New speed detection cameras will debut in Roswell school zones as a way to encourage drivers to slow down this school year.

The city will be working with the company RedSpeed to install the cameras in Roswell school zones. Roswell police began research on this program in February and presented its findings and requests to the committee July 24. During that time, Roswell police looked at six school zones in Roswell and found that Hembree Elementary School and Holcomb Bridge Middle School had over 1,500 speeding violations each from drivers.

“Obviously, the safety of children is of vital importance,” Captain Kyle Ratliff said. “Having worked in the traffic unit here in Roswell, it’s one of the largest complaints involving traffic we get.”

From 2008 to 2017 pedestrian traffic fatalities increased 35%, according to the NHTSA Fatality Analysis Reporting System. More than half of pedestrian fatalities are on state and local roads. The Georgia legislature passed House Bill 978, which allowed speed detection devices in school zones.

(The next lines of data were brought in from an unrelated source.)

//! Axum HTTP surface for the campus GSR booking service.
//!
//! # Routes
//!
//! ```text
//! GET    /health
//! GET    /api/gsr/locations
//! GET    /api/gsr/availability/{lid}/{gid}?start&end&group
//! POST   /api/gsr/book
//! POST   /api/gsr/cancel
//! GET    /api/gsr/reservations?group
//! POST   /api/gsr/share
//! GET    /api/gsr/share/{code}
//! GET    /api/gsr/share/{code}/view
//! DELETE /api/gsr/share/{code}
//! ```
//!
//! The caller is identified by `X-User-Id`, set by the authenticating proxy
//! in front of this service.

#![forbid(unsafe_code)]
#![warn(missing_docs, clippy::pedantic)]
#![allow(clippy::module_name_repetitions)]

pub mod error;
pub mod extractors;
pub mod handlers;
pub mod middleware;
pub mod state;

pub use error::AppError;
pub use extractors::{CorrelationId, Requester, USER_ID_HEADER};
pub use middleware::{correlation_id_layer, CORRELATION_ID_HEADER};
pub use state::AppState;

use axum::{
    routing::{get, post},
    Router,
};
use handlers::{gsr, health, share};
use tower_http::trace::TraceLayer;

/// Build the application router.
pub fn router(state: AppState) -> Router {
    let api = Router::new()
        .route("/locations", get(gsr::locations))
        .route("/availability/:lid/:gid", get(gsr::availability))
        .route("/book", post(gsr::book))
        .route("/cancel", post(gsr::cancel))
        .route("/reservations", get(gsr::reservations))
        .route("/share", post(share::issue))
        .route("/share/:code", get(share::lookup).delete(share::revoke))
        .route("/share/:code/view", get(share::view));

    Router::new()
        .route("/health", get(health::health_check))
        .nest("/api/gsr", api)
        .layer(TraceLayer::new_for_http())
        .layer(correlation_id_layer())
        .with_state(state)
}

As speed increases, the ability to slow down and stop takes more time and distance.

“Slowing people down in our school zones and being able to avoid children on our sidewalks and crosswalks is of vital importance,” Ratliff said.

The camera systems do not have flash that may distract drivers and instead use LED inferred technology to capture the images. The system also has 45-day video archiving and licence plate readers that alert officers if a vehicle involved with an Amber Alert passes through a school zone. Officers are able to immediately retrieve videos in case of emergency.

Because the RedSpeed cameras are entirely violator funded, The RedSpeed program will cost the city nothing. The company will provide updated signage in school zones and all the programming and tools needed. There will also be 30-day warning period for drivers before any fines are given. In that first 30 day period, the state is seeing a 60% reduction in speeding and 40% additional drop on top of that after its been there.

Speeding fines will be $75 for the first offence and $150 for other offenses. The detection cameras will be alerted of drivers driving 11 mph over the speed limit. Speeding will not put points on licenses. Areas will be monitored during the entire school day.

RedSpeed does not sell any data and follows all compliance for data. The cameras allow for positive revenue — 35% revenue goes back to the company and the remaining 65% goes back to public safety. In addition, the city is allowed a year termination period if they are not satisfied.

“At the end of the day, our goal to gain voluntary compliance and to get people to understand that when you’re driving through a school zone, there’s kids, there’s people, there’s parents walking, and to get people to obey those rules,” Ratliff said.